National capitals were arguably less important as military objectives in other parts of the world, including the West, due to socioeconomic trends toward localized authority, a strategic modus operandi especially popular after the development of feudalism and reaffirmed by the development of democratic and capitalistic philosophies. In 1205, after the Latin Crusaders captured the Byzantine capital, Constantinople, Byzantine forces were able to regroup in several provinces; provincial noblemen managed to reconquer the capital after 60 years and preserve the empire for another 200 years after that.

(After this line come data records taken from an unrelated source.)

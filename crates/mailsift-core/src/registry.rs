use std::collections::BTreeMap;
use std::path::Path;

use serde::{Deserialize, Serialize};

use crate::ConfigError;

/// Per-signal score weights for one brand rule.
///
/// Each weight is applied at most once per mail (a brand cannot double-count
/// two matching patterns). Keys missing from the registry fall back to their
/// defaults individually, so a rule may override just `pattern` and keep the
/// default `sender` and `subject` weights.
#[derive(Debug, Clone, Copy, Serialize, Deserialize)]
pub struct ScoreWeights {
    #[serde(default = "default_pattern_weight")]
    pub pattern: f64,
    #[serde(default = "default_sender_weight")]
    pub sender: f64,
    #[serde(default = "default_subject_weight")]
    pub subject: f64,
}

impl Default for ScoreWeights {
    fn default() -> Self {
        Self {
            pattern: default_pattern_weight(),
            sender: default_sender_weight(),
            subject: default_subject_weight(),
        }
    }
}

fn default_pattern_weight() -> f64 {
    0.5
}

fn default_sender_weight() -> f64 {
    0.3
}

fn default_subject_weight() -> f64 {
    0.2
}

fn default_priority() -> i64 {
    1
}

/// Detection rules for a single brand.
///
/// `category` is required: a registry entry without one is a configuration
/// error, not a soft default. Pattern strings are regex source matched
/// case-insensitively against mail text; `sender_domains` and
/// `subject_contains` are case-insensitive substring checks.
#[derive(Debug, Clone, Serialize, Deserialize)]
pub struct BrandRule {
    pub category: String,
    #[serde(default)]
    pub patterns: Vec<String>,
    #[serde(default)]
    pub sender_domains: Vec<String>,
    #[serde(default)]
    pub subject_contains: Vec<String>,
    #[serde(default)]
    pub score_weights: ScoreWeights,
    #[serde(default = "default_priority")]
    pub priority: i64,
}

/// The full brand registry: a mapping from brand name to its detection rules.
///
/// Loaded once before a batch and treated as immutable afterwards. The sorted
/// map gives every consumer the same deterministic iteration order regardless
/// of how the file was written.
#[derive(Debug, Clone, Serialize, Deserialize)]
pub struct BrandRegistry {
    pub brands: BTreeMap<String, BrandRule>,
}

/// Load and validate the brand registry from a YAML file.
///
/// # Errors
///
/// Returns `ConfigError` if the file cannot be read, parsed, or fails
/// validation. A rule with a missing `category` surfaces as a parse error.
pub fn load_registry(path: &Path) -> Result<BrandRegistry, ConfigError> {
    let content = std::fs::read_to_string(path).map_err(|e| ConfigError::RegistryIo {
        path: path.display().to_string(),
        source: e,
    })?;

    let registry: BrandRegistry = serde_yaml::from_str(&content)?;

    validate_registry(&registry)?;

    Ok(registry)
}

fn validate_registry(registry: &BrandRegistry) -> Result<(), ConfigError> {
    for (name, rule) in &registry.brands {
        if name.trim().is_empty() {
            return Err(ConfigError::Validation(
                "brand name must be non-empty".to_string(),
            ));
        }

        if rule.category.trim().is_empty() {
            return Err(ConfigError::Validation(format!(
                "brand '{name}' has an empty category"
            )));
        }

        let weights = rule.score_weights;
        if weights.pattern < 0.0 || weights.sender < 0.0 || weights.subject < 0.0 {
            return Err(ConfigError::Validation(format!(
                "brand '{name}' has a negative score weight"
            )));
        }
    }

    Ok(())
}
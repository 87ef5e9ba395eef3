//! Receipt detection, type labelling, and non-receipt negation confidence.
//!
//! Receipt detection is an additive evidence score over independent signals;
//! no single keyword is enough on its own, and promotional wording pushes a
//! mail back below the line.

use std::sync::LazyLock;

use regex::Regex;

use mailsift_core::MailType;

use crate::amount::{extract_amount, round3};
use crate::date::DATE_RE;

/// Receipt-metadata keywords shared by the date fallback and the negation
/// scorer.
pub(crate) const RECEIPT_META: &[&str] = &[
    "invoice",
    "receipt",
    "payment",
    "purchase",
    "order",
    "transaction",
];

const RECURRING_KEYWORDS: &[&str] = &[
    "subscription",
    "renewal",
    "auto-debit",
    "recurring",
    "billing cycle",
    "renews on",
    "auto-renew",
];

const SUBJECT_RECEIPT_KEYWORDS: &[&str] = &[
    "invoice",
    "payment",
    "receipt",
    "order",
    "transaction",
    "confirmed",
    "thank you",
    "you've made a purchase",
    "purchase",
];

const BODY_CONFIRMATION_KEYWORDS: &[&str] = &[
    "payment",
    "transaction",
    "order",
    "billed",
    "charged",
    "thank",
    "purchase",
    "purchased",
];

const PROMO_WORDS: &[&str] = &["offer", "save", "discount", "sale", "cashback"];

/// Scores of 3 and above are receipts; 2 is treated as suspicious and not
/// counted.
const RECEIPT_SCORE_THRESHOLD: i32 = 3;

static ID_RE: LazyLock<Regex> = LazyLock::new(|| {
    Regex::new(r"(?i)(order id|transaction id|txn id|utr|folio|invoice number|invoice no)")
        .expect("valid id regex")
});

/// Decide whether a mail evidences a completed financial transaction.
///
/// Signals: a confidently extracted amount (+2), a date shape anywhere in
/// the raw views (+1), an order/transaction ID label (+1), a receipt keyword
/// in the subject (+1), a confirmation keyword in the body (+1), and a
/// promotional word in subject or body (−1 each).
#[must_use]
pub fn is_receipt(text: &str, html: &str, subject: &str) -> bool {
    let text_lower = text.to_lowercase();
    let subject_lower = subject.to_lowercase();

    let mut score = 0_i32;

    if let Some((_, confidence)) = extract_amount(text, html, subject) {
        if confidence >= 0.4 {
            score += 2;
        }
    }

    if DATE_RE.is_match(html) || DATE_RE.is_match(&text_lower) {
        score += 1;
    }

    if ID_RE.is_match(&text_lower) {
        score += 1;
    }

    if SUBJECT_RECEIPT_KEYWORDS
        .iter()
        .any(|k| subject_lower.contains(k))
    {
        score += 1;
    }

    if BODY_CONFIRMATION_KEYWORDS
        .iter()
        .any(|k| text_lower.contains(k))
    {
        score += 1;
    }

    if PROMO_WORDS.iter().any(|w| subject_lower.contains(w)) {
        score -= 1;
    }
    if PROMO_WORDS.iter().any(|w| text_lower.contains(w)) {
        score -= 1;
    }

    score >= RECEIPT_SCORE_THRESHOLD
}

/// Label a mail `subscription`, `purchase`, or `others`.
///
/// Recurring wording anywhere in the text forces `subscription` before any
/// receipt scoring runs; otherwise non-receipts are `others` and receipts
/// default to `purchase`.
#[must_use]
pub fn classify_type(text: &str, html: &str, subject: &str) -> MailType {
    let text_lower = text.to_lowercase();

    if RECURRING_KEYWORDS.iter().any(|k| text_lower.contains(k)) {
        return MailType::Subscription;
    }

    if !is_receipt(text, html, subject) {
        return MailType::Others;
    }

    MailType::Purchase
}

/// Confidence that a non-receipt call is correct.
///
/// Built from a signal set disjoint from the receipt score: no receipt
/// wording in the subject (+0.4), no extractable amount (+0.4), no ID label
/// (+0.2). Clamped to `[0, 1]`, rounded to 3 decimals.
#[must_use]
pub fn negation_confidence(text: &str, html: &str, subject: &str) -> f64 {
    let subject_lower = subject.to_lowercase();
    let text_lower = text.to_lowercase();

    let mut score: f64 = 0.0;

    if !RECEIPT_META.iter().any(|k| subject_lower.contains(k)) {
        score += 0.4;
    }

    if extract_amount(text, html, subject).is_none() {
        score += 0.4;
    }

    if !ID_RE.is_match(&text_lower) {
        score += 0.2;
    }

    round3(score.min(1.0))
}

The British forces sacked various American capitals repeatedly during the Revolutionary War and War of 1812, but American forces could still carry on fighting from the countryside, where they enjoyed support from local governments and the traditionally independent frontiersmen-civilians. Exceptions to these generalizations include highly centralized states such as France, whose centralized bureaucracies could effectively coordinate far-flung resources, giving the state a powerful advantage over less coherent rivals, but risking utter ruin if the capital is taken; in their military strategies, traditional enemies of France such as Germany focused on the capture of Paris.
 Largest national capital cities
Some of the largest cities in the world are not national capitals. The largest national capitals on each continent, by urban/metropolitan area population, are:
- Africa: Cairo (11,146,000)
- Asia: Tokyo (35,237,000)
- Europe: Moscow (10,400,000)
- North America: Mexico City (17,809,471)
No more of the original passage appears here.